**Task item**
From the entries below, copy every line where the string "AssignmentPeriod" appears.

──────────────────────────────

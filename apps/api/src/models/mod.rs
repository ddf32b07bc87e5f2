pub mod planet;
pub mod profile;

pub use planet::{Planet, PlanetReport};
pub use profile::{field_text, Profile, ProfileSubmission};
//! Instant clamping into the reporting month.
//!
//! The timeline source may report a boundary at or past the end of the
//! queried month. Clamping keeps every instant strictly inside
//! `[.., month_start + 1 month)`.

use chrono::{DateTime, Duration, Months, NaiveDate, Utc};
use chrono_tz::Tz;

use super::local_time::start_of_day;

/// The smallest representable step, used to land just inside the bound.
pub const CLAMP_TICK_NANOS: i64 = 1;

/// The exclusive upper bound of the month starting at `month_start`:
/// local midnight one calendar month later.
///
/// When the next month is shorter, the day-of-month is capped at its last
/// day (January 31 gives February 29 in a leap year).
pub fn month_end_bound(tz: &Tz, month_start: NaiveDate) -> DateTime<Tz> {
    let next = month_start
        .checked_add_months(Months::new(1))
        .unwrap_or(NaiveDate::MAX);
    start_of_day(tz, next)
}

/// Converts epoch milliseconds to an instant in `tz`, clamping anything at
/// or after [`month_end_bound`] to one tick before it.
///
/// # Example
///
/// ```
/// use chrono::{Duration, NaiveDate, TimeZone};
/// use chrono_tz::Tz;
/// use oncall_report::calculation::to_instant;
///
/// let tz = Tz::UTC;
/// let march = NaiveDate::from_ymd_opt(2024, 3, 1).unwrap();
/// let bound = tz.with_ymd_and_hms(2024, 4, 1, 0, 0, 0).unwrap();
///
/// let clamped = to_instant(bound.timestamp_millis(), &tz, march);
/// assert_eq!(bound - clamped, Duration::nanoseconds(1));
///
/// let inside = tz.with_ymd_and_hms(2024, 3, 15, 12, 0, 0).unwrap();
/// assert_eq!(to_instant(inside.timestamp_millis(), &tz, march), inside);
/// ```
pub fn to_instant(epoch_millis: i64, tz: &Tz, month_start: NaiveDate) -> DateTime<Tz> {
    let bound = month_end_bound(tz, month_start);
    let just_inside = bound - Duration::nanoseconds(CLAMP_TICK_NANOS);

    let instant = match DateTime::<Utc>::from_timestamp_millis(epoch_millis) {
        Some(utc) => utc.with_timezone(tz),
        None if epoch_millis > 0 => return just_inside,
        None => DateTime::<Utc>::MIN_UTC.with_timezone(tz),
    };

    if instant >= bound { just_inside } else { instant }
}

#[cfg(test)]
mod tests {
    use super::*;
    use chrono::TimeZone;
    use proptest::prelude::*;

    fn march() -> NaiveDate {
        NaiveDate::from_ymd_opt(2024, 3, 1).unwrap()
    }

    #[test]
    fn test_bound_is_next_month_midnight() {
        let tz = chrono_tz::Europe::Berlin;
        let bound = month_end_bound(&tz, march());
        assert_eq!(bound, tz.with_ymd_and_hms(2024, 4, 1, 0, 0, 0).unwrap());
    }

    #[test]
    fn test_bound_caps_day_of_month() {
        let tz = Tz::UTC;
        let start = NaiveDate::from_ymd_opt(2024, 1, 31).unwrap();
        let bound = month_end_bound(&tz, start);
        assert_eq!(bound, tz.with_ymd_and_hms(2024, 2, 29, 0, 0, 0).unwrap());
    }

    #[test]
    fn test_instant_exactly_at_bound_is_clamped() {
        let tz = chrono_tz::Europe::Berlin;
        let bound = month_end_bound(&tz, march());
        let clamped = to_instant(bound.timestamp_millis(), &tz, march());
        assert!(clamped < bound);
        assert_eq!(bound - clamped, Duration::nanoseconds(1));
    }

    #[test]
    fn test_instant_past_bound_is_clamped() {
        let tz = Tz::UTC;
        let later = tz.with_ymd_and_hms(2024, 4, 20, 8, 0, 0).unwrap();
        let clamped = to_instant(later.timestamp_millis(), &tz, march());
        assert_eq!(clamped, month_end_bound(&tz, march()) - Duration::nanoseconds(1));
    }

    #[test]
    fn test_instant_before_month_is_unchanged() {
        let tz = Tz::UTC;
        let earlier = tz.with_ymd_and_hms(2024, 2, 26, 8, 0, 0).unwrap();
        assert_eq!(to_instant(earlier.timestamp_millis(), &tz, march()), earlier);
    }

    #[test]
    fn test_millisecond_precision_is_kept() {
        let tz = Tz::UTC;
        let instant = to_instant(1_709_546_400_123, &tz, march());
        assert_eq!(instant.timestamp_subsec_millis(), 123);
    }

    #[test]
    fn test_instant_is_in_requested_zone() {
        let tz = chrono_tz::America::New_York;
        // 2024-03-04T14:00:00Z is 09:00 in New York
        let instant = to_instant(1_709_560_800_000, &tz, march());
        assert_eq!(instant.naive_local().to_string(), "2024-03-04 09:00:00");
    }

    #[test]
    fn test_unrepresentable_future_is_clamped() {
        let tz = Tz::UTC;
        let clamped = to_instant(i64::MAX, &tz, march());
        assert_eq!(clamped, month_end_bound(&tz, march()) - Duration::nanoseconds(1));
    }

    proptest! {
        #[test]
        fn prop_result_always_below_bound(millis in -4_000_000_000_000i64..8_000_000_000_000i64) {
            let tz = chrono_tz::Europe::Berlin;
            let bound = month_end_bound(&tz, march());
            prop_assert!(to_instant(millis, &tz, march()) < bound);
        }
    }
}
//! Wire model of the upstream schedule timeline response.
//!
//! Field names follow the service's camelCase JSON. Only `schedule.timezone`,
//! the timeline bounds, and each period's bounds and recipients feed the
//! report; the rest is carried for display and diagnostics.

use serde::{Deserialize, Serialize};

use crate::error::{ReportError, ReportResult};

/// Top-level timeline response.
///
/// # Example
///
/// ```
/// use oncall_report::models::parse_timeline;
///
/// let body = br#"{
///     "schedule": {"timezone": "UTC", "name": "ops", "team": "platform"},
///     "timeline": {
///         "startTime": 0,
///         "endTime": 3600000,
///         "finalSchedule": {"rotations": []}
///     }
/// }"#;
/// let response = parse_timeline(body, "ops").unwrap();
/// assert_eq!(response.schedule.team, "platform");
/// ```
#[derive(Debug, Clone, PartialEq, Serialize, Deserialize)]
#[serde(rename_all = "camelCase")]
pub struct TimelineResponse {
    /// Schedule metadata.
    pub schedule: Schedule,
    /// Server-side processing time, in milliseconds.
    #[serde(default)]
    pub took: i64,
    /// The timeline itself.
    pub timeline: Timeline,
}

/// Schedule metadata.
#[derive(Debug, Clone, PartialEq, Eq, Serialize, Deserialize)]
#[serde(rename_all = "camelCase")]
pub struct Schedule {
    /// IANA timezone identifier of the schedule.
    pub timezone: String,
    /// Schedule name.
    pub name: String,
    /// Schedule identifier.
    #[serde(default)]
    pub id: String,
    /// Owning team.
    #[serde(default)]
    pub team: String,
    /// Whether the schedule is enabled.
    #[serde(default)]
    pub enabled: bool,
}

/// The queried timeline window and its rotations.
#[derive(Debug, Clone, PartialEq, Serialize, Deserialize)]
#[serde(rename_all = "camelCase")]
pub struct Timeline {
    /// Window start, epoch milliseconds.
    pub start_time: i64,
    /// Window end, epoch milliseconds.
    pub end_time: i64,
    /// The resolved schedule after overrides.
    pub final_schedule: FinalSchedule,
}

/// The resolved schedule.
#[derive(Debug, Clone, PartialEq, Serialize, Deserialize)]
#[serde(rename_all = "camelCase")]
pub struct FinalSchedule {
    /// Rotations, each with its periods.
    #[serde(default)]
    pub rotations: Vec<Rotation>,
}

/// One rotation of the schedule.
#[derive(Debug, Clone, PartialEq, Serialize, Deserialize)]
#[serde(rename_all = "camelCase")]
pub struct Rotation {
    /// Rotation name.
    pub name: String,
    /// Rotation identifier.
    #[serde(default)]
    pub id: String,
    /// Display order.
    #[serde(default)]
    pub order: f64,
    /// Assignment periods in source order.
    #[serde(default)]
    pub periods: Vec<Period>,
}

/// One raw assignment period.
#[derive(Debug, Clone, PartialEq, Eq, Serialize, Deserialize)]
#[serde(rename_all = "camelCase")]
pub struct Period {
    /// Period start, epoch milliseconds.
    pub start_time: i64,
    /// Period end, epoch milliseconds.
    pub end_time: i64,
    /// Period type as reported by the service (e.g. "default", "override").
    #[serde(rename = "type", default)]
    pub period_type: String,
    /// Recipients with teams and escalations expanded to individuals.
    #[serde(default)]
    pub flattened_recipients: Vec<Recipient>,
    /// Recipients as configured.
    #[serde(default)]
    pub recipients: Vec<Recipient>,
}

/// A period recipient.
#[derive(Debug, Clone, PartialEq, Eq, Serialize, Deserialize)]
#[serde(rename_all = "camelCase")]
pub struct Recipient {
    /// Human-readable name.
    #[serde(default)]
    pub display_name: String,
    /// Login name.
    #[serde(default)]
    pub name: String,
    /// Recipient identifier.
    #[serde(default)]
    pub id: String,
    /// Recipient type (e.g. "user").
    #[serde(rename = "type", default)]
    pub recipient_type: String,
}

impl Recipient {
    /// The identity a report attributes time to: the display name, falling
    /// back to the login name and then the id.
    pub fn label(&self) -> &str {
        [&self.display_name, &self.name, &self.id]
            .into_iter()
            .find(|s| !s.is_empty())
            .map(String::as_str)
            .unwrap_or("")
    }
}

/// Decodes a timeline response body.
///
/// Any decode failure, including missing required fields, is a
/// [`ReportError::MalformedResponse`] for `schedule`.
pub fn parse_timeline(body: &[u8], schedule: &str) -> ReportResult<TimelineResponse> {
    serde_json::from_slice(body).map_err(|e| ReportError::MalformedResponse {
        schedule: schedule.to_string(),
        message: e.to_string(),
    })
}
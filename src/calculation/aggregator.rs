//! Report aggregation.
//!
//! Walks every period of every rotation in source order, clamps it into the
//! reporting month, and accumulates total and valid time per assignee.

use chrono::NaiveDate;
use chrono_tz::Tz;
use tracing::{debug, info};

use crate::config::HolidaySet;
use crate::error::ReportResult;
use crate::models::{
    AssignmentPeriod, People, PeriodLine, Report, TimelineResponse, duration_to_hours,
};

use super::clamp::to_instant;
use super::local_time::resolve_timezone;
use super::night_hours::valid_hours;

/// Converts every raw period of `response` into an [`AssignmentPeriod`].
///
/// Fails on the first period that cannot be attributed to exactly one person.
pub fn collect_periods(
    response: &TimelineResponse,
    tz: &Tz,
    month_start: NaiveDate,
) -> ReportResult<Vec<AssignmentPeriod>> {
    let mut periods = Vec::new();
    for rotation in &response.timeline.final_schedule.rotations {
        for (index, raw) in rotation.periods.iter().enumerate() {
            periods.push(AssignmentPeriod::from_raw(
                raw,
                &rotation.name,
                index,
                tz,
                month_start,
            )?);
        }
    }
    Ok(periods)
}

/// Computes one [`PeriodLine`] per period and the per-person totals.
pub fn accumulate(periods: &[AssignmentPeriod], holidays: &HolidaySet) -> (Vec<PeriodLine>, People) {
    let mut lines = Vec::with_capacity(periods.len());
    let mut people = People::new();

    for period in periods {
        let duration = period.duration();
        let valid = valid_hours(period.start, period.end, holidays);

        debug!(
            rotation = %period.rotation,
            assignee = %period.assignee,
            start = %period.start,
            end = %period.end,
            hours = %duration_to_hours(duration),
            valid_hours = %duration_to_hours(valid),
            "Processed period"
        );

        people
            .entry(period.assignee.clone())
            .or_default()
            .add(duration, valid);

        lines.push(PeriodLine {
            rotation: period.rotation.clone(),
            assignee: period.assignee.clone(),
            start: period.start,
            end: period.end,
            duration,
            valid,
        });
    }

    (lines, people)
}

/// Builds the report for one timeline response.
///
/// # Errors
///
/// - [`crate::error::ReportError::InvalidTimezone`] if the schedule timezone
///   is unknown; nothing is computed in that case
/// - [`crate::error::ReportError::MultipleRecipients`],
///   [`crate::error::ReportError::MissingRecipient`] or
///   [`crate::error::ReportError::InvalidPeriod`] for a period that cannot be
///   attributed; the whole run fails
///
/// # Example
///
/// ```
/// use chrono::NaiveDate;
/// use oncall_report::calculation::build_report;
/// use oncall_report::config::HolidaySet;
/// use oncall_report::models::parse_timeline;
///
/// // Monday 2024-03-04 09:00Z to 21:00Z, one person
/// let body = br#"{
///     "schedule": {"timezone": "UTC", "name": "ops", "team": "platform"},
///     "timeline": {
///         "startTime": 1709251200000,
///         "endTime": 1711929600000,
///         "finalSchedule": {"rotations": [{
///             "name": "primary",
///             "periods": [{
///                 "startTime": 1709542800000,
///                 "endTime": 1709586000000,
///                 "flattenedRecipients": [{"displayName": "Alice"}],
///                 "recipients": [{"displayName": "Alice"}]
///             }]
///         }]}
///     }
/// }"#;
///
/// let response = parse_timeline(body, "ops").unwrap();
/// let march = NaiveDate::from_ymd_opt(2024, 3, 1).unwrap();
/// let report = build_report(&response, &HolidaySet::new(), march).unwrap();
///
/// let alice = &report.people["Alice"];
/// assert_eq!(alice.total.num_hours(), 12);
/// assert_eq!(alice.valid_night.num_hours(), 2);
/// ```
pub fn build_report(
    response: &TimelineResponse,
    holidays: &HolidaySet,
    month_start: NaiveDate,
) -> ReportResult<Report> {
    let tz = resolve_timezone(&response.schedule.timezone)?;

    info!(
        schedule = %response.schedule.name,
        team = %response.schedule.team,
        timezone = %tz.name(),
        month_start = %month_start,
        holidays = holidays.len(),
        "Building on-call report"
    );

    let periods = collect_periods(response, &tz, month_start)?;
    let (lines, people) = accumulate(&periods, holidays);

    info!(
        schedule = %response.schedule.name,
        periods = lines.len(),
        people = people.len(),
        "On-call report built"
    );

    Ok(Report {
        team: response.schedule.team.clone(),
        schedule_name: response.schedule.name.clone(),
        timezone: tz,
        month_start,
        start: to_instant(response.timeline.start_time, &tz, month_start),
        end: to_instant(response.timeline.end_time, &tz, month_start),
        periods: lines,
        people,
    })
}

──────────────────────────────

**Output of the exercise**
    AssignmentPeriod, People, PeriodLine, Report, TimelineResponse, duration_to_hours,
/// Converts every raw period of `response` into an [`AssignmentPeriod`].
) -> ReportResult<Vec<AssignmentPeriod>> {
            periods.push(AssignmentPeriod::from_raw(
pub fn accumulate(periods: &[AssignmentPeriod], holidays: &HolidaySet) -> (Vec<PeriodLine>, People) {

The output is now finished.